// Copyright 2025 eraflo
//
// Licensed under the Apache License, Version 2.0 (the "License");
// you may not use this file except in compliance with the License.
// You may obtain a copy of the License at
//
//     http://www.apache.org/licenses/LICENSE-2.0
//
// Unless required by applicable law or agreed to in writing, software
// distributed under the License is distributed on an "AS IS" BASIS,
// WITHOUT WARRANTIES OR CONDITIONS OF ANY KIND, either express or implied.
// See the License for the specific language governing permissions and
// limitations under the License.

//! Hardware capability probing.
//!
//! The probe runs once per session. Its result, [`VrsCapabilities`], is
//! immutable afterwards and every other component treats it as read-only.

use crate::rate::ShadingRate;
use crate::renderer::VrsError;
use serde::{Deserialize, Serialize};
use std::fmt;

/// Hardware support level for variable rate shading.
#[derive(Debug, Default, Clone, Copy, PartialEq, Eq, PartialOrd, Ord, Hash, Serialize, Deserialize)]
pub enum ShadingRateTier {
    /// No variable rate shading. Every operation becomes a no-op.
    #[default]
    NotSupported,
    /// A single uniform rate per draw.
    Tier1,
    /// Per-tile rates from a screen-space image, plus combiners.
    Tier2,
}

impl fmt::Display for ShadingRateTier {
    fn fmt(&self, f: &mut fmt::Formatter<'_>) -> fmt::Result {
        match self {
            ShadingRateTier::NotSupported => write!(f, "not supported"),
            ShadingRateTier::Tier1 => write!(f, "tier 1"),
            ShadingRateTier::Tier2 => write!(f, "tier 2"),
        }
    }
}

/// Raw answer of the driver, before validation.
#[derive(Debug, Default, Clone, Copy, PartialEq, Eq)]
pub struct ShadingRateSupport {
    /// Reported tier.
    pub tier: ShadingRateTier,
    /// Reported tile size in pixels.
    pub tile_size: u32,
    /// Whether 2x4, 4x2 and 4x4 are available.
    pub additional_rates: bool,
    /// Whether the `Sum` combiner is available.
    pub sum_combiner: bool,
    /// Whether a per-primitive rate can be written from vertex shaders.
    pub per_primitive: bool,
}

/// Something that can answer the shading-rate feature query, usually a device.
pub trait CapabilitySource {
    /// Queries the driver. An `Err` means the query itself failed.
    fn query_shading_rate_support(&self) -> Result<ShadingRateSupport, VrsError>;
}

/// Tile sizes accepted for tier-2 rate images.
pub const VALID_TILE_SIZES: [u32; 3] = [8, 16, 32];

/// Validated capability descriptor for the session.
#[derive(Debug, Default, Clone, Copy, PartialEq, Eq, Serialize, Deserialize)]
pub struct VrsCapabilities {
    /// Supported tier.
    pub tier: ShadingRateTier,
    /// Tile size in pixels. Zero below tier 2.
    pub tile_size: u32,
    /// Whether the extended rates (2x4, 4x2, 4x4) may be used.
    pub additional_rates: bool,
    /// Whether the `Sum` combiner may be bound.
    pub sum_combiner: bool,
}

impl VrsCapabilities {
    /// Descriptor of hardware without any support.
    pub const NONE: VrsCapabilities = VrsCapabilities {
        tier: ShadingRateTier::NotSupported,
        tile_size: 0,
        additional_rates: false,
        sum_combiner: false,
    };

    /// Builds a descriptor from a raw driver answer, applying the same rules
    /// as [`probe`].
    pub fn from_support(support: ShadingRateSupport) -> Self {
        if support.tier == ShadingRateTier::NotSupported {
            return Self::NONE;
        }

        let mut tier = support.tier;
        let mut tile_size = 0;
        if tier == ShadingRateTier::Tier2 {
            if VALID_TILE_SIZES.contains(&support.tile_size) {
                tile_size = support.tile_size;
            } else {
                log::warn!(
                    "Driver reported tier 2 with unusable tile size {}, falling back to tier 1",
                    support.tile_size
                );
                tier = ShadingRateTier::Tier1;
            }
        }

        Self {
            tier,
            tile_size,
            additional_rates: support.additional_rates,
            sum_combiner: support.sum_combiner && tier == ShadingRateTier::Tier2,
        }
    }

    /// Whether variable rate shading is available at all.
    pub fn is_supported(&self) -> bool {
        self.tier > ShadingRateTier::NotSupported
    }

    /// Whether per-tile rate maps are available.
    pub fn supports_tile_map(&self) -> bool {
        self.tier == ShadingRateTier::Tier2
    }

    /// Whether `rate` may be used on this hardware.
    pub fn supports_rate(&self, rate: ShadingRate) -> bool {
        self.is_supported() && (self.additional_rates || !rate.is_extended())
    }

    /// The rates selectable on this hardware, finest first.
    pub fn available_rates(&self) -> &'static [ShadingRate] {
        if self.additional_rates {
            &ShadingRate::ALL
        } else {
            &ShadingRate::BASE
        }
    }
}

/// Queries `source` once and validates the answer.
///
/// A failed query degrades to [`VrsCapabilities::NONE`]; it is never fatal.
pub fn probe(source: &dyn CapabilitySource) -> VrsCapabilities {
    match source.query_shading_rate_support() {
        Ok(support) => {
            let capabilities = VrsCapabilities::from_support(support);
            log::info!(
                "Variable rate shading: {}, tile size {}, additional rates {}, sum combiner {}, per-primitive {}",
                capabilities.tier,
                capabilities.tile_size,
                capabilities.additional_rates,
                capabilities.sum_combiner,
                support.per_primitive
            );
            capabilities
        }
        Err(e) => {
            log::warn!("Shading-rate capability query failed, disabling VRS: {e}");
            VrsCapabilities::NONE
        }
    }
}

#[cfg(test)]
mod tests {
    use super::*;

    struct FixedSource(Result<ShadingRateSupport, ()>);

    impl CapabilitySource for FixedSource {
        fn query_shading_rate_support(&self) -> Result<ShadingRateSupport, VrsError> {
            self.0
                .map_err(|_| VrsError::Unsupported("feature query".to_string()))
        }
    }

    #[test]
    fn test_failed_query_disables_feature() {
        let caps = probe(&FixedSource(Err(())));
        assert_eq!(caps, VrsCapabilities::NONE);
        assert!(!caps.is_supported());
    }

    #[test]
    fn test_not_supported_ignores_other_fields() {
        let caps = probe(&FixedSource(Ok(ShadingRateSupport {
            tier: ShadingRateTier::NotSupported,
            tile_size: 16,
            additional_rates: true,
            ..Default::default()
        })));
        assert_eq!(caps, VrsCapabilities::NONE);
    }

    #[test]
    fn test_tier1_has_no_tile_size() {
        let caps = probe(&FixedSource(Ok(ShadingRateSupport {
            tier: ShadingRateTier::Tier1,
            tile_size: 16,
            additional_rates: true,
            sum_combiner: true,
            per_primitive: false,
        })));
        assert_eq!(caps.tier, ShadingRateTier::Tier1);
        assert_eq!(caps.tile_size, 0);
        assert!(caps.additional_rates);
        assert!(!caps.sum_combiner);
        assert!(!caps.supports_tile_map());
    }

    #[test]
    fn test_tier2_keeps_tile_size() {
        let caps = probe(&FixedSource(Ok(ShadingRateSupport {
            tier: ShadingRateTier::Tier2,
            tile_size: 8,
            additional_rates: false,
            sum_combiner: true,
            per_primitive: true,
        })));
        assert_eq!(caps.tile_size, 8);
        assert!(caps.supports_tile_map());
        assert!(!caps.supports_rate(ShadingRate::R4x4));
        assert!(caps.supports_rate(ShadingRate::R2x2));
        assert_eq!(caps.available_rates().len(), 4);
    }

    #[test]
    fn test_tier2_with_bad_tile_size_degrades() {
        let caps = probe(&FixedSource(Ok(ShadingRateSupport {
            tier: ShadingRateTier::Tier2,
            tile_size: 0,
            ..Default::default()
        })));
        assert_eq!(caps.tier, ShadingRateTier::Tier1);
        assert_eq!(caps.tile_size, 0);
    }
}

What is expected:
Start at the line with "assert_eq!(caps.available_rates().len(), 4);". Give that line and every line after it again, word for word, through the last line above.

Answer to this task:
        assert_eq!(caps.available_rates().len(), 4);
    }

    #[test]
    fn test_tier2_with_bad_tile_size_degrades() {
        let caps = probe(&FixedSource(Ok(ShadingRateSupport {
            tier: ShadingRateTier::Tier2,
            tile_size: 0,
            ..Default::default()
        })));
        assert_eq!(caps.tier, ShadingRateTier::Tier1);
        assert_eq!(caps.tile_size, 0);
    }
}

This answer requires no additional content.